▸ Available data:
//! Personal cause submission form
//!
//! Form state, attachment selection, pre-submit validation and the
//! multipart submission to the cause review endpoint. The desktop front end
//! lives in the `cause-submission` binary (feature `gui`).

pub mod api;
pub mod fields;
pub mod files;
pub mod form;
pub mod payload;
pub mod presentation;
pub mod settings;
pub mod submission;
pub mod validation;

pub use api::{ApiError, SubmissionClient, SubmissionId, SubmissionResponse, SubmissionTransport};
pub use fields::{FieldKind, FormField, FormFields};
pub use files::{FileCategory, FileHandle, FileSelections};
pub use form::{CauseForm, SubmitBlocked};
pub use payload::{MultipartPayload, PayloadPart};
pub use presentation::FormView;
pub use settings::AppSettings;
pub use submission::{SubmissionController, SubmissionError, SubmissionResult};

#[cfg(test)]
mod tests;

▸ Assignment: The answer consists of the line holding "pub mod form;" and every line after it up to the end of the records, word for word.

▸ Answer space:
pub mod form;
pub mod payload;
pub mod presentation;
pub mod settings;
pub mod submission;
pub mod validation;

pub use api::{ApiError, SubmissionClient, SubmissionId, SubmissionResponse, SubmissionTransport};
pub use fields::{FieldKind, FormField, FormFields};
pub use files::{FileCategory, FileHandle, FileSelections};
pub use form::{CauseForm, SubmitBlocked};
pub use payload::{MultipartPayload, PayloadPart};
pub use presentation::FormView;
pub use settings::AppSettings;
pub use submission::{SubmissionController, SubmissionError, SubmissionResult};

#[cfg(test)]
mod tests;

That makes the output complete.